Skip to content

andrep/git-svn-clone-externals

Repository files navigation

git-svn-clone-externals
=======================

This is a very simple shell script to make git-svn clone your svn:externals
definitions.  Place the script in a directory where you have one or more
svn:externals definitions, run it, and it will:

* git svn clone each external into a .git_externals/ directory.
* symlink the cloned repository in .git_externals/ to the proper directory
  name.
* add the symlink and .git_externals/ to the .git/info/excludes/ file, so that
  you're not pestered about it when performing a git status.

That's pretty much about it.  Low-tech and cheap and cheery, but I couldn't
find anything else like it after extensive Googling, so hopefully some other
people out there with low-tech minds like mine will find this useful.

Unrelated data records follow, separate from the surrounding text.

//! Logging configuration
//!
//! Controls the internal logging behavior of the bridge.

use serde::Deserialize;

/// Log level
#[derive(Debug, Clone, Copy, Default, Deserialize, PartialEq, Eq)]
#[serde(rename_all = "lowercase")]
pub enum LogLevel {
    /// Trace level - very verbose
    Trace,
    /// Debug level - debugging information
    Debug,
    /// Info level - normal operation (default)
    #[default]
    Info,
    /// Warn level - warnings only
    Warn,
    /// Error level - errors only
    Error,
}

impl LogLevel {
    /// Convert to tracing level filter string
    pub fn as_str(&self) -> &'static str {
        match self {
            Self::Trace => "trace",
            Self::Debug => "debug",
            Self::Info => "info",
            Self::Warn => "warn",
            Self::Error => "error",
        }
    }
}

/// Log output format
#[derive(Debug, Clone, Copy, Default, Deserialize, PartialEq, Eq)]
#[serde(rename_all = "lowercase")]
pub enum LogFormat {
    /// Human-readable console output (default)
    #[default]
    Console,
    /// JSON structured logging
    Json,
}

/// Logging configuration
///
/// # Example
///
/// ```toml
/// [log]
/// level = "info"
/// format = "console"
/// ```
#[derive(Debug, Clone, Default, Deserialize, PartialEq, Eq)]
#[serde(default)]
pub struct LogConfig {
    /// Log level (trace, debug, info, warn, error)
    /// Default: info
    pub level: LogLevel,

    /// Output format (console, json)
    /// Default: console
    pub format: LogFormat,
}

You could certainly make the script a lot more complex and do things such as
share svn:externals repositories between different git repositories, traverse
through the entire git repository to detect svn:externals definitions instead
of having to place the script in the correct directory, etc... but this works,
it's simple, and it does just the one thing, unlike a lot of other git/svn
integration scripts that I've found.  I absolutely do welcome those features,
but I figured I'd push this out since it works for me and is probably useful
for others.

NB: This assumes you have passwordless svn.

Enjoy,

- Andre Pang <ozone@algorithm.com.au>


Tools
=====

The git-svn-clone-externals script does a great job of cloning the
svn:externals. However, in day-to-day work I want to check whether I
need to push stuff and update a buch of 'external' repositories in one
go. Therefore I creates some additional scripts.

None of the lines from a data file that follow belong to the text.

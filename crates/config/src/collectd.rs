//! collectd collector configuration (Profile A)
//!
//! The collectd unixsock plugin accepts `PUTVAL` lines over a local
//! stream socket and answers each one with a status line.
//!
//! # Example
//!
//! ```toml
//! [collectd]
//! path = "/run/collectd-unixsock"
//! hostname = "web01"
//! plugin_instance = "node1"
//! refresh_interval = "10s"
//! ```

use serde::Deserialize;
use std::path::PathBuf;
use std::time::Duration;

/// collectd collector configuration
#[derive(Debug, Clone, Deserialize)]
#[serde(default)]
pub struct CollectdConfig {
    /// Filesystem path of the unixsock socket
    /// Required
    pub path: PathBuf,

    /// Hostname used in the PUTVAL identifier
    /// Default: "localhost"
    pub hostname: Option<String>,

    /// Plugin name (first identifier segment)
    /// Default: "exometer"
    pub plugin_name: String,

    /// Plugin instance (second identifier segment)
    /// Default: short form of the hostname
    pub plugin_instance: Option<String>,

    /// collectd type for reported values
    /// Default: "gauge" (the only type currently emitted)
    pub type_spec: Option<String>,

    /// Connect timeout
    /// Default: 5s
    #[serde(with = "humantime_serde")]
    pub connect_timeout: Duration,

    /// Timeout for reading the reply to a PUTVAL
    /// Default: 5s
    #[serde(with = "humantime_serde")]
    pub read_timeout: Duration,

    /// How long a value stays fresh before it is re-emitted
    /// Default: 10s
    #[serde(with = "humantime_serde")]
    pub refresh_interval: Duration,

    /// Wait time between reconnect attempts
    /// Default: 30s
    #[serde(with = "humantime_serde")]
    pub reconnect_interval: Duration,
}

impl Default for CollectdConfig {
    fn default() -> Self {
        Self {
            path: PathBuf::new(),
            hostname: None,
            plugin_name: "exometer".to_string(),
            plugin_instance: None,
            type_spec: None,
            connect_timeout: Duration::from_millis(5000),
            read_timeout: Duration::from_millis(5000),
            refresh_interval: Duration::from_secs(10),
            reconnect_interval: Duration::from_secs(30),
        }
    }
}

#[cfg(test)]
mod tests {
    use super::*;

    #[test]
    fn test_default_config() {
        let config = CollectdConfig::default();
        assert_eq!(config.plugin_name, "exometer");
        assert!(config.hostname.is_none());
        assert!(config.type_spec.is_none());
        assert_eq!(config.connect_timeout, Duration::from_secs(5));
        assert_eq!(config.read_timeout, Duration::from_secs(5));
        assert_eq!(config.refresh_interval, Duration::from_secs(10));
        assert_eq!(config.reconnect_interval, Duration::from_secs(30));
    }

    #[test]
    fn test_deserialize_minimal() {
        let config: CollectdConfig = toml::from_str("path = \"/run/cd.sock\"").unwrap();
        assert_eq!(config.path.to_str().unwrap(), "/run/cd.sock");
        assert_eq!(config.plugin_name, "exometer");
    }

    #[test]
    fn test_deserialize_full() {
        let toml = r#"
path = "/run/cd.sock"
hostname = "web01"
plugin_name = "bridge"
plugin_instance = "a"
type_spec = "gauge"
connect_timeout = "1s"
read_timeout = "250ms"
refresh_interval = "2s"
reconnect_interval = "5s"
"#;
        let config: CollectdConfig = toml::from_str(toml).unwrap();
        assert_eq!(config.hostname.as_deref(), Some("web01"));
        assert_eq!(config.plugin_name, "bridge");
        assert_eq!(config.plugin_instance.as_deref(), Some("a"));
        assert_eq!(config.read_timeout, Duration::from_millis(250));
        assert_eq!(config.reconnect_interval, Duration::from_secs(5));
    }
}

* ``git-svn-check-unpushed`` tries to determine whether there are
  commits which are not yet pushed back to the subversion
  repository. Originally I took this idea from Magit (an interface to
  the version control system Git, implemented as an extension to
  Emacs) and implemented it in Python instead of Lisp.

  This script can be run in every location of a git repository.

* git-svn-externals-check is a script that displays whether there are
  uncommitted changes or commits that are not pushed to the subversion
  repository yet. Basically it executes ``git status`` and the
  ``git-svn-check-unpushed`` scripts for each directory in the current
  directory.

  This script must be run in the directory where the original
  svn:externals property was set. It does not walk the complete tree
  to search for these kind of repositories.

* git-svn-externals-update complements the git-svn-externals-check
  script. The update script does an ``git svn fetch`` and ``git svn
  rebase`` for every directory in the location where the script is
  executed.

  This script must also be run in the directory where the original
  svn:externals property was set.


Feel free to use and improve these scripts.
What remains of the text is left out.